- Dates: 18–19 April 1998
- Host city: Manaus, Brazil
- Level: Senior
- Type: Marathon relay
- Events: 2
- Participation: 222 athletes from 28 nations
- Individual Prize Money (US$): 1st: US$20,000 2nd: $10,000 3rd: $5000
- Team Prize Money (US$): 1st: $120,000 2nd: $60,000 3rd: $30,000

= 1998 IAAF World Road Relay Championships =

The 1998 IAAF World Road Relay Championships was the fourth and final edition of the global, international marathon relay competition, organised by the International Association of Athletics Federations (IAAF). The event took place on 18–19 April in Manaus, Brazil with the participation of 222 athletes from 28 nations. The women's race took place on Saturday 18 April, starting at 9:00 AM Amazon Standard Time, and featured twelve national teams comprising a total 72 athletes. The men's race took place on Sunday 19 April, also starting at 9:00 AM Amazon Standard Time, and featured 25 national teams comprising a total 150 athletes.

Each national team consisted of six athletes, who alternately covered six stages to complete the 42.195 km marathon distance. The first, third and fifth stages were of 5 km, the second and fourth stages were of 10 km, and the final stage covered the remaining 7.195 km. Rather than using the traditional baton associated with relay races, athletes passed a wrist band to their compatriots at end of each leg. Prize money totalling US$420,000 was awarded to the athletes of the medal-winning teams: $120,000 for the winning team, $60,000 for the silver medallists and $30,000 for third place, with the winnings split evenly between the team's six athletes.

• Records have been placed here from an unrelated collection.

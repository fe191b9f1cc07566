// src/exec/backend.rs

//! Pluggable task backend abstraction.
//!
//! The executor talks to a `TaskBackend` instead of spawning processes
//! itself. `ProcessBackend` is the production implementation; tests provide
//! backends that, for example, record which tasks ran and create their
//! outputs in an in-memory store.

use std::future::Future;
use std::path::PathBuf;
use std::pin::Pin;

use crate::dag::Task;
use crate::errors::Result;

use super::CancelSignal;
use super::task_runner::run_process;

/// Where a launched process runs and where its output goes.
#[derive(Debug, Clone, PartialEq, Eq)]
pub struct LaunchContext {
    /// Working directory (the artifact root).
    pub workdir: PathBuf,
    /// Resolved task log file; truncated at launch.
    pub log_file: PathBuf,
}

/// How a launched process ended.
#[derive(Debug, Clone, PartialEq, Eq)]
pub enum ProcessExit {
    Exited { code: i32, stderr_tail: Vec<String> },
    /// The cancel flag was raised and the process was killed.
    Cancelled,
}

impl ProcessExit {
    pub fn success() -> Self {
        ProcessExit::Exited {
            code: 0,
            stderr_tail: Vec::new(),
        }
    }
}

/// Trait abstracting how a task's invocation is carried out.
///
/// An `Err` means the work could not be started at all; the executor reports
/// it as a spawn failure.
pub trait TaskBackend: Send + Sync {
    fn launch<'a>(
        &'a self,
        task: &'a Task,
        ctx: LaunchContext,
        cancel: CancelSignal,
    ) -> Pin<Box<dyn Future<Output = Result<ProcessExit>> + Send + 'a>>;
}

/// Production backend: real OS processes.
#[derive(Debug, Clone, Copy, Default)]
pub struct ProcessBackend;

impl TaskBackend for ProcessBackend {
    fn launch<'a>(
        &'a self,
        task: &'a Task,
        ctx: LaunchContext,
        cancel: CancelSignal,
    ) -> Pin<Box<dyn Future<Output = Result<ProcessExit>> + Send + 'a>> {
        Box::pin(async move { run_process(task, &ctx, cancel).await })
    }
}
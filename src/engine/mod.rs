// src/engine/mod.rs

//! Pipeline driver.
//!
//! This module ties together:
//! - the registry and the parameter snapshot
//! - the scheduler (what is stale, in which order)
//! - the executor (running one task through a backend)
//!
//! The driver itself lives in [`pipeline`]; the outcome types shared with the
//! executor are defined here.

use std::fmt;
use std::path::PathBuf;

use crate::types::TaskName;

/// Result of running one task.
#[derive(Debug, Clone, PartialEq, Eq)]
pub enum TaskOutcome {
    Success,
    Failed(TaskFailure),
}

/// Why a task did not complete. No sentinel is written for any of these.
#[derive(Debug, Clone, PartialEq, Eq)]
pub enum TaskFailure {
    /// The process exited unsuccessfully (`-1` when killed by a signal).
    NonZeroExit {
        code: i32,
        /// Last lines the process wrote to stderr.
        stderr_tail: Vec<String>,
    },
    /// The process exited zero but some declared outputs are absent.
    IncompleteOutputs { missing: Vec<PathBuf> },
    /// Aborted by the user.
    Cancelled,
    /// The process could not be started.
    SpawnFailed(String),
}

impl fmt::Display for TaskFailure {
    fn fmt(&self, f: &mut fmt::Formatter<'_>) -> fmt::Result {
        match self {
            TaskFailure::NonZeroExit { code, .. } => write!(f, "exited with status {code}"),
            TaskFailure::IncompleteOutputs { missing } => {
                let paths: Vec<String> = missing.iter().map(|p| p.display().to_string()).collect();
                write!(f, "exited successfully but did not produce {}", paths.join(", "))
            }
            TaskFailure::Cancelled => f.write_str("cancelled"),
            TaskFailure::SpawnFailed(msg) => write!(f, "could not be started: {msg}"),
        }
    }
}

/// Overall result of [`Pipeline::execute`].
#[derive(Debug, Clone, PartialEq, Eq)]
pub enum RunReport {
    /// The plan was empty; nothing ran.
    AllFresh,
    /// Every planned task succeeded.
    Completed { ran: Vec<TaskName> },
    /// The run halted at `task`; `ran` lists the tasks that succeeded before it.
    Failed {
        task: TaskName,
        failure: TaskFailure,
        ran: Vec<TaskName>,
    },
}

impl RunReport {
    pub fn is_success(&self) -> bool {
        !matches!(self, RunReport::Failed { .. })
    }

    /// Tasks that ran successfully during this invocation.
    pub fn ran(&self) -> &[TaskName] {
        match self {
            RunReport::AllFresh => &[],
            RunReport::Completed { ran } | RunReport::Failed { ran, .. } => ran,
        }
    }
}

pub mod pipeline;

pub use pipeline::Pipeline;
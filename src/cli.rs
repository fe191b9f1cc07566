// src/cli.rs

//! CLI argument parsing using `clap`.

use clap::{Parser, Subcommand, ValueEnum};

/// Command-line arguments for `pipedag`.
#[derive(Debug, Clone, Parser)]
#[command(
    name = "pipedag",
    version,
    about = "Run analysis pipeline stages incrementally, skipping stages whose outputs are current.",
    long_about = None
)]
pub struct CliArgs {
    /// Path to the config file (TOML).
    #[arg(long, global = true, value_name = "PATH", default_value = "Pipedag.toml")]
    pub config: String,

    /// Logging level (error, warn, info, debug, trace).
    ///
    /// If omitted, `PIPEDAG_LOG` or a default level will be used.
    #[arg(long, global = true, value_enum, value_name = "LEVEL")]
    pub log_level: Option<LogLevel>,

    #[command(subcommand)]
    pub command: Command,
}

#[derive(Debug, Clone, Subcommand)]
pub enum Command {
    /// Run every stale task needed for TASK (or the whole pipeline).
    Run {
        /// Target task; omit to run the full pipeline.
        #[arg(value_name = "TASK")]
        task: Option<String>,
    },

    /// Print the execution plan without running anything.
    Plan {
        /// Target task; omit to plan the full pipeline.
        #[arg(value_name = "TASK")]
        task: Option<String>,
    },

    /// Show the staleness of every registered task.
    Status,

    /// Delete a task's sentinel so it (and everything downstream) reruns.
    Invalidate {
        #[arg(value_name = "TASK")]
        task: String,
    },

    /// Write a default configuration for the built-in WGCNA pipeline.
    Config {
        /// Where to write the configuration.
        #[arg(long, value_name = "PATH", default_value = "Pipedag.toml")]
        output: String,

        /// Overwrite an existing file.
        #[arg(long)]
        force: bool,
    },
}

/// Log level as exposed on the CLI.
#[derive(Debug, Copy, Clone, ValueEnum)]
pub enum LogLevel {
    Error,
    Warn,
    Info,
    Debug,
    Trace,
}

/// Convenience wrapper around `CliArgs::parse()`.
pub fn parse() -> CliArgs {
    CliArgs::parse()
}
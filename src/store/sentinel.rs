// src/store/sentinel.rs

//! Sentinel records: the persisted proof that a task last succeeded under a
//! given parameter fingerprint.
//!
//! On disk a sentinel is a small TOML document:
//!
//! ```toml
//! task = "modules"
//! fingerprint = "5f0c…"
//! completed_at = "2026-10-18T09:12:44.120391Z"
//!
//! [upstream]
//! tom = "2026-10-18T09:10:02.993410Z"
//! clean = "2026-10-18T08:57:31.004512Z"
//! ```
//!
//! `upstream` holds the completion time of each enabled direct dependency
//! as seen when this task succeeded.

use std::collections::BTreeMap;
use std::path::Path;

use chrono::{DateTime, Utc};
use serde::{Deserialize, Serialize};

use crate::errors::{PipedagError, Result};
use crate::staleness::Fingerprint;
use crate::store::ArtifactStore;
use crate::types::TaskName;

#[derive(Debug, Clone, PartialEq, Eq, Serialize, Deserialize)]
pub struct SentinelRecord {
    pub task: TaskName,
    pub fingerprint: Fingerprint,
    pub completed_at: DateTime<Utc>,
    #[serde(default)]
    pub upstream: BTreeMap<TaskName, DateTime<Utc>>,
}

impl SentinelRecord {
    pub fn new(task: impl Into<TaskName>, fingerprint: Fingerprint) -> Self {
        Self {
            task: task.into(),
            fingerprint,
            completed_at: Utc::now(),
            upstream: BTreeMap::new(),
        }
    }

    pub fn to_toml(&self) -> Result<String> {
        toml::to_string(self)
            .map_err(|e| PipedagError::Sentinel(format!("serializing record for '{}': {e}", self.task)))
    }

    pub fn from_toml(contents: &str) -> Result<Self> {
        toml::from_str(contents).map_err(|e| PipedagError::Sentinel(e.to_string()))
    }
}

/// Read the sentinel at `path`.
///
/// `Ok(None)` if no sentinel exists; `Err(Sentinel)` if one exists but
/// is not UTF-8 or cannot be parsed.
pub fn read_sentinel<S>(store: &S, path: &Path) -> Result<Option<SentinelRecord>>
where
    S: ArtifactStore + ?Sized,
{
    let Some(bytes) = store.read(path)? else {
        return Ok(None);
    };
    let contents = String::from_utf8(bytes)
        .map_err(|e| PipedagError::Sentinel(format!("{:?}: {e}", path)))?;
    SentinelRecord::from_toml(&contents)
        .map(Some)
        .map_err(|e| PipedagError::Sentinel(format!("{:?}: {e}", path)))
}

/// Persist a sentinel atomically.
pub fn write_sentinel<S>(store: &S, path: &Path, record: &SentinelRecord) -> Result<()>
where
    S: ArtifactStore + ?Sized,
{
    let contents = record.to_toml()?;
    store.write_atomic(path, contents.as_bytes())
}
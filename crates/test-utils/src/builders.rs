use std::path::PathBuf;

use toml::{Table, Value};

use pipedag::config::{ConfigFile, RawConfigFile, TaskConfig};
use pipedag::errors::Result;

/// Builder for `ConfigFile` to simplify test setup.
pub struct ConfigFileBuilder {
    raw: RawConfigFile,
    base_dir: PathBuf,
}

impl ConfigFileBuilder {
    pub fn new() -> Self {
        Self {
            raw: RawConfigFile::default(),
            base_dir: PathBuf::from("."),
        }
    }

    pub fn pipeline(mut self, name: &str) -> Self {
        self.raw.config.pipeline = Some(name.to_string());
        self
    }

    pub fn root(mut self, root: impl Into<PathBuf>) -> Self {
        self.raw.config.root = Some(root.into());
        self
    }

    pub fn state_dir(mut self, dir: impl Into<PathBuf>) -> Self {
        self.raw.config.state_dir = dir.into();
        self
    }

    pub fn base_dir(mut self, dir: impl Into<PathBuf>) -> Self {
        self.base_dir = dir.into();
        self
    }

    /// Set a parameter by dotted key, creating intermediate tables.
    pub fn param(mut self, key: &str, value: impl Into<Value>) -> Self {
        set_dotted(&mut self.raw.params, key, value.into());
        self
    }

    /// Merge a TOML snippet into `[params]`.
    pub fn params_toml(mut self, snippet: &str) -> Self {
        let table: Table = toml::from_str(snippet).expect("params snippet must be valid TOML");
        for (key, value) in table {
            self.raw.params.insert(key, value);
        }
        self
    }

    pub fn with_task(mut self, name: &str, task: TaskConfigBuilder) -> Self {
        self.raw
            .task
            .insert(name.to_string(), Value::Table(task.into_table()));
        self
    }

    pub fn raw(self) -> RawConfigFile {
        self.raw
    }

    pub fn try_build(self) -> Result<ConfigFile> {
        let base_dir = self.base_dir;
        ConfigFile::try_from(self.raw).map(|cfg| cfg.with_base_dir(base_dir))
    }

    pub fn build(self) -> ConfigFile {
        self.try_build()
            .expect("Failed to build valid config from builder")
    }
}

impl Default for ConfigFileBuilder {
    fn default() -> Self {
        Self::new()
    }
}

fn set_dotted(table: &mut Table, key: &str, value: Value) {
    match key.split_once('.') {
        None => {
            table.insert(key.to_string(), value);
        }
        Some((head, rest)) => {
            let entry = table
                .entry(head.to_string())
                .or_insert_with(|| Value::Table(Table::new()));
            if !entry.is_table() {
                *entry = Value::Table(Table::new());
            }
            if let Value::Table(inner) = entry {
                set_dotted(inner, rest, value);
            }
        }
    }
}

/// Builder for `TaskConfig`.
#[derive(Debug, Clone, Default)]
pub struct TaskConfigBuilder {
    task: TaskConfig,
}

impl TaskConfigBuilder {
    /// Task running `cmd` through the shell.
    pub fn shell(cmd: &str) -> Self {
        Self {
            task: TaskConfig {
                cmd: Some(cmd.to_string()),
                ..TaskConfig::default()
            },
        }
    }

    /// Task executing `program` directly.
    pub fn program(program: &str, args: &[&str]) -> Self {
        Self {
            task: TaskConfig {
                program: Some(program.to_string()),
                args: args.iter().map(|a| a.to_string()).collect(),
                ..TaskConfig::default()
            },
        }
    }

    /// Task without an external command.
    pub fn aggregate() -> Self {
        Self::default()
    }

    pub fn after(mut self, dep: &str) -> Self {
        self.task.after.push(dep.to_string());
        self
    }

    pub fn output(mut self, path: &str) -> Self {
        self.task.outputs.push(path.to_string());
        self
    }

    pub fn sentinel(mut self, path: &str) -> Self {
        self.task.sentinel = Some(path.to_string());
        self
    }

    pub fn log(mut self, path: &str) -> Self {
        self.task.log = Some(path.to_string());
        self
    }

    pub fn params(mut self, keys: &[&str]) -> Self {
        self.task.params = Some(keys.iter().map(|k| k.to_string()).collect());
        self
    }

    pub fn enabled(mut self, enabled: bool) -> Self {
        self.task.enabled = Some(enabled);
        self
    }

    pub fn build(self) -> TaskConfig {
        self.task
    }

    /// The `[task.<name>]` table this task would be written as.
    pub fn into_table(self) -> Table {
        let t = self.task;
        let strings = |v: Vec<String>| Value::Array(v.into_iter().map(Value::String).collect());

        let mut table = Table::new();
        if let Some(cmd) = t.cmd {
            table.insert("cmd".into(), Value::String(cmd));
        }
        if let Some(program) = t.program {
            table.insert("program".into(), Value::String(program));
        }
        if !t.args.is_empty() {
            table.insert("args".into(), strings(t.args));
        }
        if !t.after.is_empty() {
            table.insert("after".into(), strings(t.after));
        }
        if !t.outputs.is_empty() {
            table.insert("outputs".into(), strings(t.outputs));
        }
        if let Some(sentinel) = t.sentinel {
            table.insert("sentinel".into(), Value::String(sentinel));
        }
        if let Some(log) = t.log {
            table.insert("log".into(), Value::String(log));
        }
        if let Some(params) = t.params {
            table.insert("params".into(), strings(params));
        }
        if let Some(enabled) = t.enabled {
            table.insert("enabled".into(), Value::Boolean(enabled));
        }
        table
    }
}
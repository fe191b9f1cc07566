// src/types.rs

use std::fmt;

/// Canonical task name type used throughout the crate.
pub type TaskName = String;

/// What an invocation asks for: one task (plus its dependency closure) or
/// the whole registered pipeline.
#[derive(Debug, Clone, PartialEq, Eq, Hash)]
pub enum Target {
    All,
    Task(TaskName),
}

impl Target {
    pub fn task(name: impl Into<TaskName>) -> Self {
        Target::Task(name.into())
    }
}

impl From<Option<String>> for Target {
    fn from(value: Option<String>) -> Self {
        match value {
            Some(name) => Target::Task(name),
            None => Target::All,
        }
    }
}

impl fmt::Display for Target {
    fn fmt(&self, f: &mut fmt::Formatter<'_>) -> fmt::Result {
        match self {
            Target::All => f.write_str("<all>"),
            Target::Task(name) => f.write_str(name),
        }
    }
}
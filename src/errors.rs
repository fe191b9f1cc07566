// src/errors.rs

//! Crate-wide error aliases and helpers.

use thiserror::Error;

#[derive(Error, Debug)]
pub enum PipedagError {
    #[error("Configuration error: {0}")]
    ConfigError(String),

    #[error("Task already registered: {0}")]
    DuplicateTask(String),

    #[error("Task '{task}' depends on unknown task '{dependency}'")]
    UnknownDependency { task: String, dependency: String },

    #[error("Cycle detected in DAG: {0}")]
    DagCycle(String),

    #[error("Task not found: {0}")]
    NoSuchTask(String),

    #[error("Template error in task '{task}': {message}")]
    Template { task: String, message: String },

    #[error("Sentinel error: {0}")]
    Sentinel(String),

    #[error("TOML parsing error: {0}")]
    TomlError(#[from] toml::de::Error),

    #[error(transparent)]
    Other(#[from] anyhow::Error),
}

pub use anyhow::Error;
pub type Result<T> = std::result::Result<T, PipedagError>;
/// Snapshot of everything the front-end draws.
#[derive(Debug)]
pub struct View<'a> {
    #[allow(missing_docs)]
    pub state: State,
    /// Selected level in the menu, level of the current game otherwise.
    pub difficulty: DifficultyLevel,
    /// Current position, [`None`] in the menu.
    pub position: Option<&'a Position>,
    #[allow(missing_docs)]
    pub human: Option<Player>,
    #[allow(missing_docs)]
    pub selected: Option<Square>,
    /// Legal destinations of the selected piece.
    pub destinations: Vec<Square>,
    /// King of the side to move when it is in check.
    pub checked_king: Option<Square>,
    #[allow(missing_docs)]
    pub pending_promotion: Option<(Square, Square)>,
    /// The bot is to move but waits for [`Input::Resume`].
    pub bot_held: bool,
    /// Message that has not expired yet.
    pub message: Option<&'a Message>,
    /// Set once the game is over.
    pub result: Option<GameResult>,
    #[allow(missing_docs)]
    pub can_undo: bool,
    #[allow(missing_docs)]
    pub can_redo: bool,
}

/// Owns the game session, the oracle and the random source the bot uses.
#[derive(Debug)]
pub struct Controller<O, R> {
    oracle: O,
    rng: R,
    settings: Settings,
    state: State,
    difficulty: DifficultyLevel,
    session: Option<GameSession>,
    selected: Option<Square>,
    pending_promotion: Option<(Square, Square)>,
    bot_held: bool,
    message: Option<Message>,
}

The Ethiopian and Kenyan teams took the top two spots in both races, with the Ethiopian women being victorious in a time of 2:21:15 hours and the Kenyan men coming out on top in a time of 2:01:13 hours. These represented two title defences, as both teams won those races at the previous edition in 1996. Romania took the bronze medals in the women's race and the host nation, Brazil, came third in the men's race – the second time it reached the podium after being men's runners-up at the 1996 championships.

==Race summary==
The women's race took place in difficult weather conditions, with high humidity and a temperature around 34 C. Kenya's Jackline Maranga led the pack in the first stage at 15:39 minutes, with Ethiopia's Yimenashu Taye 19 seconds in arrears and Japan's Takako Kotorida another 20 seconds back. On the second leg Gete Wami overhauled Kenya's Jane Omoro to put Ethiopia in first place, while Alina Tecuţă had the second fastest time to bring Romania into third place. Ethiopia extended its lead in the third leg through stage winner Genet Gebregiorgis and Miyo Nakano brought Japan to third again.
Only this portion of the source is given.